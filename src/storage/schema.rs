use anyhow::Result;
use sqlx::{
    sqlite::{SqliteConnectOptions, SqlitePoolOptions},
    SqlitePool,
};
use std::str::FromStr;
use std::time::Duration;
use tokio::sync::OnceCell;

use super::types::{is_lock_message, DatabaseError};

/// Path that opens a private in-memory database.
pub const IN_MEMORY: &str = ":memory:";

// ============================================================================
// Database
// ============================================================================

#[derive(Clone)]
pub struct Database {
    pub(crate) pool: SqlitePool,
}

impl Database {
    /// Open a database connection and run migrations
    ///
    /// # Errors
    ///
    /// Returns `DatabaseError::Locked` if another process holds the database
    /// lock past the busy timeout, `DatabaseError::Migration` if the schema
    /// could not be created, and `DatabaseError::Other` for anything else.
    pub async fn open(path: &str) -> Result<Self, DatabaseError> {
        let url = format!("sqlite:{}?mode=rwc", path);

        // busy_timeout=5000: concurrent upserts from parallel fetch runs wait
        // for the writer lock instead of failing with SQLITE_BUSY.
        let options = SqliteConnectOptions::from_str(&url)
            .map_err(DatabaseError::from_sqlx)?
            .pragma("busy_timeout", "5000");

        // Every connection to :memory: gets its own empty database, so the
        // in-memory store must stay on exactly one long-lived connection.
        let pool_options = if path == IN_MEMORY {
            SqlitePoolOptions::new()
                .max_connections(1)
                .idle_timeout(None)
                .max_lifetime(None)
        } else {
            SqlitePoolOptions::new().max_connections(5)
        };

        let pool = pool_options
            .acquire_timeout(Duration::from_secs(10))
            .connect_with(options)
            .await
            .map_err(DatabaseError::from_sqlx)?;
        let db = Self { pool };
        db.migrate().await.map_err(|e| {
            if is_lock_message(&e.to_string()) {
                DatabaseError::Locked
            } else {
                DatabaseError::Migration(e.to_string())
            }
        })?;
        Ok(db)
    }

    /// Run database migrations atomically within a transaction.
    ///
    /// All statements use `IF NOT EXISTS`, so re-running on an existing
    /// database is a no-op.
    async fn migrate(&self) -> Result<()> {
        let mut tx = self.pool.begin().await?;

        // UNIQUE(source, guid) is the dedup key; upsert_item relies on the
        // constraint violation to detect a concurrent insert of the same item.
        sqlx::query(
            r#"
            CREATE TABLE IF NOT EXISTS feed_items (
                id INTEGER PRIMARY KEY,
                source TEXT NOT NULL,
                guid TEXT NOT NULL,
                title TEXT NOT NULL,
                link TEXT NOT NULL,
                pub_date INTEGER NOT NULL,
                content_snippet TEXT,
                categories TEXT NOT NULL DEFAULT '[]',
                creator TEXT,
                iso_date INTEGER,
                content TEXT,
                fetched_at INTEGER NOT NULL,
                UNIQUE(source, guid)
            )
        "#,
        )
        .execute(&mut *tx)
        .await?;

        sqlx::query(
            "CREATE INDEX IF NOT EXISTS idx_feed_items_source_published ON feed_items(source, pub_date DESC)",
        )
        .execute(&mut *tx)
        .await?;

        sqlx::query(
            "CREATE INDEX IF NOT EXISTS idx_feed_items_fetched ON feed_items(fetched_at DESC)",
        )
        .execute(&mut *tx)
        .await?;

        tx.commit().await?;

        Ok(())
    }

    /// Close every pooled connection. The handle is unusable afterwards.
    pub async fn close(&self) {
        self.pool.close().await;
    }
}

// ============================================================================
// Shared Connection
// ============================================================================

/// Process-wide store handle that opens the database on first use.
///
/// `ensure_connected` is safe to call from many tasks at once: the first
/// caller runs `Database::open`, everyone else waits for that attempt and then
/// reuses the same pool. A failed attempt leaves the cell empty so the next
/// caller retries. `close` is the teardown hook and is terminal.
pub struct SharedDatabase {
    path: String,
    cell: OnceCell<Database>,
}

impl SharedDatabase {
    pub fn new(path: impl Into<String>) -> Self {
        Self {
            path: path.into(),
            cell: OnceCell::new(),
        }
    }

    /// Return the shared database, opening and migrating it if needed.
    pub async fn ensure_connected(&self) -> Result<&Database, DatabaseError> {
        self.cell
            .get_or_try_init(|| async {
                tracing::info!(path = %self.path, "Opening feed item store");
                Database::open(&self.path).await
            })
            .await
    }

    /// The database, if a previous `ensure_connected` succeeded.
    pub fn get(&self) -> Option<&Database> {
        self.cell.get()
    }

    pub fn is_connected(&self) -> bool {
        self.cell.initialized()
    }

    pub fn path(&self) -> &str {
        &self.path
    }

    /// Close the pool if it was ever opened.
    pub async fn close(&self) {
        if let Some(db) = self.cell.get() {
            tracing::debug!(path = %self.path, "Closing feed item store");
            db.close().await;
        }
    }
}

────────────────────────────────────────

* [Instructions for the task]: Print the material in full, exactly as written.

* [Your response]:
filename src/storage/schema.rs
use anyhow::Result;
use sqlx::{
    sqlite::{SqliteConnectOptions, SqlitePoolOptions},
    SqlitePool,
};
use std::str::FromStr;
use std::time::Duration;
use tokio::sync::OnceCell;

use super::types::{is_lock_message, DatabaseError};

/// Path that opens a private in-memory database.
pub const IN_MEMORY: &str = ":memory:";

// ============================================================================
// Database
// ============================================================================

#[derive(Clone)]
pub struct Database {
    pub(crate) pool: SqlitePool,
}

impl Database {
    /// Open a database connection and run migrations
    ///
    /// # Errors
    ///
    /// Returns `DatabaseError::Locked` if another process holds the database
    /// lock past the busy timeout, `DatabaseError::Migration` if the schema
    /// could not be created, and `DatabaseError::Other` for anything else.
    pub async fn open(path: &str) -> Result<Self, DatabaseError> {
        let url = format!("sqlite:{}?mode=rwc", path);

        // busy_timeout=5000: concurrent upserts from parallel fetch runs wait
        // for the writer lock instead of failing with SQLITE_BUSY.
        let options = SqliteConnectOptions::from_str(&url)
            .map_err(DatabaseError::from_sqlx)?
            .pragma("busy_timeout", "5000");

        // Every connection to :memory: gets its own empty database, so the
        // in-memory store must stay on exactly one long-lived connection.
        let pool_options = if path == IN_MEMORY {
            SqlitePoolOptions::new()
                .max_connections(1)
                .idle_timeout(None)
                .max_lifetime(None)
        } else {
            SqlitePoolOptions::new().max_connections(5)
        };

        let pool = pool_options
            .acquire_timeout(Duration::from_secs(10))
            .connect_with(options)
            .await
            .map_err(DatabaseError::from_sqlx)?;
        let db = Self { pool };
        db.migrate().await.map_err(|e| {
            if is_lock_message(&e.to_string()) {
                DatabaseError::Locked
            } else {
                DatabaseError::Migration(e.to_string())
            }
        })?;
        Ok(db)
    }

    /// Run database migrations atomically within a transaction.
    ///
    /// All statements use `IF NOT EXISTS`, so re-running on an existing
    /// database is a no-op.
    async fn migrate(&self) -> Result<()> {
        let mut tx = self.pool.begin().await?;

        // UNIQUE(source, guid) is the dedup key; upsert_item relies on the
        // constraint violation to detect a concurrent insert of the same item.
        sqlx::query(
            r#"
            CREATE TABLE IF NOT EXISTS feed_items (
                id INTEGER PRIMARY KEY,
                source TEXT NOT NULL,
                guid TEXT NOT NULL,
                title TEXT NOT NULL,
                link TEXT NOT NULL,
                pub_date INTEGER NOT NULL,
                content_snippet TEXT,
                categories TEXT NOT NULL DEFAULT '[]',
                creator TEXT,
                iso_date INTEGER,
                content TEXT,
                fetched_at INTEGER NOT NULL,
                UNIQUE(source, guid)
            )
        "#,
        )
        .execute(&mut *tx)
        .await?;

        sqlx::query(
            "CREATE INDEX IF NOT EXISTS idx_feed_items_source_published ON feed_items(source, pub_date DESC)",
        )
        .execute(&mut *tx)
        .await?;

        sqlx::query(
            "CREATE INDEX IF NOT EXISTS idx_feed_items_fetched ON feed_items(fetched_at DESC)",
        )
        .execute(&mut *tx)
        .await?;

        tx.commit().await?;

        Ok(())
    }

    /// Close every pooled connection. The handle is unusable afterwards.
    pub async fn close(&self) {
        self.pool.close().await;
    }
}

// ============================================================================
// Shared Connection
// ============================================================================

/// Process-wide store handle that opens the database on first use.
///
/// `ensure_connected` is safe to call from many tasks at once: the first
/// caller runs `Database::open`, everyone else waits for that attempt and then
/// reuses the same pool. A failed attempt leaves the cell empty so the next
/// caller retries. `close` is the teardown hook and is terminal.
pub struct SharedDatabase {
    path: String,
    cell: OnceCell<Database>,
}

impl SharedDatabase {
    pub fn new(path: impl Into<String>) -> Self {
        Self {
            path: path.into(),
            cell: OnceCell::new(),
        }
    }

    /// Return the shared database, opening and migrating it if needed.
    pub async fn ensure_connected(&self) -> Result<&Database, DatabaseError> {
        self.cell
            .get_or_try_init(|| async {
                tracing::info!(path = %self.path, "Opening feed item store");
                Database::open(&self.path).await
            })
            .await
    }

    /// The database, if a previous `ensure_connected` succeeded.
    pub fn get(&self) -> Option<&Database> {
        self.cell.get()
    }

    pub fn is_connected(&self) -> bool {
        self.cell.initialized()
    }

    pub fn path(&self) -> &str {
        &self.path
    }

    /// Close the pool if it was ever opened.
    pub async fn close(&self) {
        if let Some(db) = self.cell.get() {
            tracing::debug!(path = %self.path, "Closing feed item store");
            db.close().await;
        }
    }
}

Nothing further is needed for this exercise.